Parasara Bhattar (பராசர பட்டர்), also called Periya Bhattar and Parashara Bhattarya, was a follower of Ramanuja, a 12th-century Sri Vaishnava teacher (1062-1174 CE). He was the son of Koorathalvar. His works include the Srirangarajastavam. He wrote a commentary in Sanskrit on Vishnu Sahasranamam from a Sri Vaishnava viewpoint, titled Bhagavadguna Dharpanam, in contrast to the Advaita view of Adi Shankara.

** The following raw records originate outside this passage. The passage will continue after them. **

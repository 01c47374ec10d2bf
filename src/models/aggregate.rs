use std::cmp::Ordering;

use serde::{Deserialize, Serialize};

/// Win/pick statistics for one (champion, patch, league) group
#[derive(Debug, Clone, PartialEq, Serialize, Deserialize)]
pub struct AggregateRow {
    pub champion_id: i64,
    pub patch: String,
    pub league: String,
    pub games_played: u64,
    pub wins: u64,
    pub win_rate: f64,
    pub pick_rate_within_patch_league: f64,
    /// Lower bound of the 95% Wilson interval on win rate
    pub win_rate_low: f64,
    /// Upper bound of the 95% Wilson interval on win rate
    pub win_rate_high: f64,
}

impl AggregateRow {
    /// Deterministic output order: league, then patch (numerically), then champion
    pub fn sort_order(&self, other: &Self) -> Ordering {
        self.league
            .cmp(&other.league)
            .then_with(|| compare_patches(&self.patch, &other.patch))
            .then_with(|| self.champion_id.cmp(&other.champion_id))
    }
}

/// Compare patch strings segment by segment so that "14.9" < "14.10".
/// Non-numeric segments fall back to string comparison.
pub fn compare_patches(a: &str, b: &str) -> Ordering {
    let mut left = a.split('.');
    let mut right = b.split('.');

    loop {
        match (left.next(), right.next()) {
            (None, None) => return a.cmp(b),
            (None, Some(_)) => return Ordering::Less,
            (Some(_), None) => return Ordering::Greater,
            (Some(l), Some(r)) => {
                let ord = match (l.parse::<u64>(), r.parse::<u64>()) {
                    (Ok(l), Ok(r)) => l.cmp(&r),
                    _ => l.cmp(r),
                };
                if ord != Ordering::Equal {
                    return ord;
                }
            }
        }
    }
}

According to the Tenkalai tradition (Guru-parampara), Ramanuja's cousin, Embar, succeeded him as the leader of Sri Vaishnavas, followed by Parasara Bhattar. Parasara defeated an Advaita Vedanta philosopher named Madhava in a debate. He accepted Madhava as a disciple, gave him the name Nanjiyar, and appointed him as his successor.

== Legend ==

=== Birth ===
According to Sri Vaishnava tradition, once, Koorathalvar went to bed without dinner because he had not obtained any alms that night due to rain, nor was there any food in his house. When his wife, Andal, heard the wind instrument tiruchinnam being blown to ritually announce the ceremonial consumption of temple offerings (prasadam) by the deity Ranganatha, she is said to have wondered if it was proper for the deity to partake of lavish food when his devotee (Koorathalvar) had gone to bed hungry. Ranganatha heard her thoughts, and dispatched his devotee, Uttamanambi, to prepare some food and take it to Koorathalvar. The theologian shared the food with his wife, and due to having consumed blessed food, Andal shortly gave birth to two sons, Sreeramapillai and Bhattar. Bhattar was offered the additional name Parasara by Ramanuja, after the great sage and the author of the Vishnu Purana (Parāśara).

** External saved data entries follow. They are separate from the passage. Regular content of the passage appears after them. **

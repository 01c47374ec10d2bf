pub mod cache;
pub mod snapshots;

use std::str::FromStr;

use sqlx::{
    sqlite::{SqliteConnectOptions, SqlitePoolOptions},
    Pool, Sqlite,
};

pub use cache::{CacheStats, CacheStore, MemoryCacheStore, ResponseCache, SqliteCacheStore};
pub use snapshots::{SnapshotStore, StoredSnapshot};

/// Open (and create if needed) a SQLite database
pub async fn connect(database_url: &str) -> Result<Pool<Sqlite>, sqlx::Error> {
    // Create data directory if needed
    if let Some(path) = database_url.strip_prefix("sqlite:") {
        if !path.contains(":memory:") {
            if let Some(parent) = std::path::Path::new(path).parent() {
                if !parent.as_os_str().is_empty() {
                    std::fs::create_dir_all(parent)?;
                }
            }
        }
    }

    let options = SqliteConnectOptions::from_str(database_url)?.create_if_missing(true);

    // Every connection to `:memory:` is a separate database, so keep exactly one alive
    let pool_options = if database_url.contains(":memory:") {
        SqlitePoolOptions::new()
            .max_connections(1)
            .idle_timeout(None)
            .max_lifetime(None)
    } else {
        SqlitePoolOptions::new().max_connections(5)
    };

    pool_options.connect_with(options).await
}
use std::fmt;

use serde_json::Value;
use tracing::{debug, warn};

use crate::error::SchemaError;
use crate::models::payload::lookup;
use crate::models::{MatchRecord, RawPayload};

/// League assigned when neither the payload nor the collector supplies one
pub const UNRANKED_LEAGUE: &str = "UNRANKED";

/// Role assigned when no position field is usable
pub const UNKNOWN_ROLE: &str = "UNKNOWN";

/// Shape of a match payload
#[derive(Debug, Clone, Copy, PartialEq, Eq)]
pub enum SchemaVersion {
    /// Match-V4 era: flat `gameId`, stats nested per participant
    Legacy,
    /// Match-V5: `metadata` + `info`, puuid on every participant
    V5,
}

impl SchemaVersion {
    /// Guess the version from `metadata.dataVersion`, falling back to shape
    pub fn detect(payload: &RawPayload) -> Self {
        if payload.get_path("metadata.dataVersion").is_some() || payload.get_path("info").is_some() {
            SchemaVersion::V5
        } else if payload.get_path("gameId").is_some() {
            SchemaVersion::Legacy
        } else {
            SchemaVersion::V5
        }
    }
}

/// Candidate paths for one logical field
struct FieldPaths {
    name: &'static str,
    modern: &'static [&'static str],
    legacy: &'static [&'static str],
}

impl FieldPaths {
    /// Candidates in priority order for the given version
    fn candidates(&self, version: SchemaVersion) -> impl Iterator<Item = &'static str> {
        let (first, second) = match version {
            SchemaVersion::V5 => (self.modern, self.legacy),
            SchemaVersion::Legacy => (self.legacy, self.modern),
        };
        first.iter().chain(second.iter()).copied()
    }

    fn tried(&self, version: SchemaVersion) -> Vec<String> {
        self.candidates(version).map(str::to_string).collect()
    }

    /// First candidate that is present and converts with `extract`
    fn resolve<'a, T>(
        &self,
        root: &'a Value,
        version: SchemaVersion,
        extract: impl Fn(&'a Value) -> Option<T>,
    ) -> Option<T> {
        self.candidates(version)
            .filter_map(|path| lookup(root, path))
            .find_map(extract)
    }

    fn require<'a, T>(
        &self,
        root: &'a Value,
        version: SchemaVersion,
        extract: impl Fn(&'a Value) -> Option<T>,
    ) -> Result<T, SchemaError> {
        self.resolve(root, version, extract).ok_or_else(|| SchemaError {
            field: self.name.to_string(),
            tried: self.tried(version),
        })
    }
}

// Payload-level fields

const MATCH_ID: FieldPaths = FieldPaths {
    name: "match_id",
    modern: &["metadata.matchId"],
    legacy: &["gameId", "info.gameId"],
};

const GAME_VERSION: FieldPaths = FieldPaths {
    name: "patch",
    modern: &["info.gameVersion"],
    legacy: &["gameVersion"],
};

const QUEUE: FieldPaths = FieldPaths {
    name: "queue_type",
    modern: &["info.queueId"],
    legacy: &["queueId", "queue"],
};

const PLATFORM: FieldPaths = FieldPaths {
    name: "region",
    modern: &["info.platformId"],
    legacy: &["platformId"],
};

const GAME_START: FieldPaths = FieldPaths {
    name: "game_start",
    modern: &["info.gameStartTimestamp", "info.gameCreation"],
    legacy: &["gameCreation", "gameStartTimestamp"],
};

const LEAGUE: FieldPaths = FieldPaths {
    name: "league",
    modern: &["info.league", "metadata.league"],
    legacy: &["league", "tournament"],
};
use serde::{Deserialize, Serialize};

/// One participant's view of one match, in the uniform schema
#[derive(Debug, Clone, PartialEq, Eq, Serialize, Deserialize)]
pub struct MatchRecord {
    pub match_id: String,

    /// Participant slot within the match (1-based)
    pub participant_id: u32,

    pub puuid: String,

    /// Major.minor game version, e.g. "14.1"
    pub patch: String,

    /// League or competitive tier the record is scoped to
    pub league: String,

    /// Numeric queue id (420 = ranked solo/duo)
    pub queue_type: i64,

    /// Platform the match was played on, e.g. "LA1"
    pub region: String,

    /// Champion identifier. Display names are resolved at presentation time.
    pub champion_id: i64,

    pub win: bool,

    pub role: String,

    /// Game start, milliseconds since the Unix epoch
    pub game_start_ms: Option<i64>,
}

impl MatchRecord {
    /// Key of the (patch, league) population this record belongs to
    pub fn population(&self) -> (&str, &str) {
        (&self.patch, &self.league)
    }
}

=== Childhood and marriage ===
According to legend, Parasara Bhattar is regarded to have been raised in the sanctum sanctorum of the Ranganathaswamy Temple, where he is said to have consumed the milk offered to the deity. He is stated to have once come across a highly learned man who held the title sarvajña (omniscient) while playing in the street. The infant is described to have scooped some soil in both of his hands and asked the man what it contained. When the man stood nonplussed, Parasara Bhattar laughed, and stated that they were fistfuls of soil, and suggested that the man relinquish his title. When the learned man learnt of the prankster's age and identity, he marvelled at his precociousness, and took him to the care of his foster-parents, who performed rituals to protect him from harm. In another legend, he is described to have flawlessly recited teachings from the Vedas upon his parents' prompting, and complained that he was not learning anything new in his classes. Following his education, when he was of age to get married, Ranganatha himself is described to have contracted his parents' desired alliance, with a girl from Periyanambi's family. After his wedding, in an episode, Parasara Bhattar is described to have once visited Ranganatha twice, having been driven away by the deity first and welcomed the second time. Parasara Bhattar proclaimed that he felt as though were being welcomed by his own parents the second time, a mindset that the deity encouraged him to maintain.

== Philosophy ==
Parasara Bhattar believed in the co-divinity of Lakshmi Narayana, calling them 'Mother' and 'Father' and stating that their relationship was similar to that of the sun and sunlight. In his Sri Guna Ratna Kosa, he stated that the goddess Sri (Lakshmi) maintains the unique role of pleading the cause of mortal beings to her consort Narayana (Vishnu), encouraging him to be gracious to his followers. This idea was adopted by Vedanta Desika.

He believed that the recitation of the Vishnu Sahasranamam offers the absolution of sins and has no equal hymn.

He is said to have offered ten precepts to his disciple, Nanjiyar.

== Works ==
The Ashtashloki of Parasara Bhattar contains eight Sanskrit verses that are regarded to essentialise the three Sri Vaishnava mantras used in the performance of prapatti: the Tirumantra, Dvaya, and Caramasloka.

He is recorded to have written Sanskrit hymns (stotram) that glorify the images of Vishnu that were extolled by the poet-saints called the Alvars. According to Professor Friedhelm Hardy, he was among the acharyas who attempted to reconcile the traditions of Brahaman orthodoxy, the Pancharatra, and the devotional themes of the Alvars.